Drinking wine is simple: tilt the glass and swallow (and keep repeating till satiated or under the table!). This approach works for those who equate wine with spirits and with “getting a kick”, and couldn’t care less if they were quaffing plonk or something sublime.
However, if you’ve moved beyond that stage, you want to be able to appreciate your wine, and to at least be able to tell good wines from not-so-good (and perhaps great wines from the merely ‘good’). Mind, we’re not seeking to unmask a wine, merely to appreciate its qualities, and one doesn’t have to be an expert to do that.

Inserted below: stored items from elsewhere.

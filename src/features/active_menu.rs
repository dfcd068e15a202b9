use crate::dom;
use crate::enhancer::Context;
use crate::error::Result;

fn canonical(path: &str) -> &str {
    if path == "/index.html" {
        "/"
    } else {
        path
    }
}

/// `/` and `/index.html` name the same page.
pub fn path_matches(current: &str, href: &str) -> bool {
    canonical(current) == canonical(href)
}

/// Marks the nav link for the current page. Returns the matched href.
pub fn init(ctx: &Context) -> Result<Option<String>> {
    let current = ctx.window.location().pathname()?;
    let links = dom::query_all(&ctx.document, ".nav-link");

    for link in &links {
        let _ = link.remove_attribute("aria-current");
        dom::set_class(link, "active", false);
    }

    let matched = links.iter().find_map(|link| {
        link.get_attribute("href")
            .filter(|href| path_matches(&current, href))
            .map(|href| (link, href))
    });

    Ok(matched.map(|(link, href)| {
        let _ = link.set_attribute("aria-current", "page");
        dom::add_class(link, "active");
        href
    }))
}

#[cfg(test)]
mod tests {
    use super::*;

    #[test]
    fn root_and_index_are_equivalent() {
        assert!(path_matches("/", "/index.html"));
        assert!(path_matches("/index.html", "/"));
        assert!(path_matches("/kontakt.html", "/kontakt.html"));
    }

    #[test]
    fn different_pages_do_not_match() {
        assert!(!path_matches("/kontakt.html", "/"));
        assert!(!path_matches("/", "#section-about"));
    }
}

The mechanics of tasting wines is too well-documented to need elaboration: just google the subject and one gets 98.5 million results. Quite simply, you see how the wine looks (colour, clarity), sniff the aroma to check how pleasant it is (and equate to various fruits, flowers, vegetables, and other substances), and sip the wine for balance, complexity, body, taste, and aftertaste. Along the way you may swirl the wine in the glass to concentrate its aromas, and savour the taste by aspirating and swishing it round your mouth (rather like drinking very hot tea!). At the end, if you’re tasting many wines (and don’t want to be under the proverbial table by the 10th glass) you spit — and perhaps scribble down your impressions.
Of course at normal social occasions all this has to be done in a flash (and no spitting or scribbling!) as one would look awfully stupid or supercilious doing the whole nine yards.
But how does one really determine whether one wine is better than another without formal training?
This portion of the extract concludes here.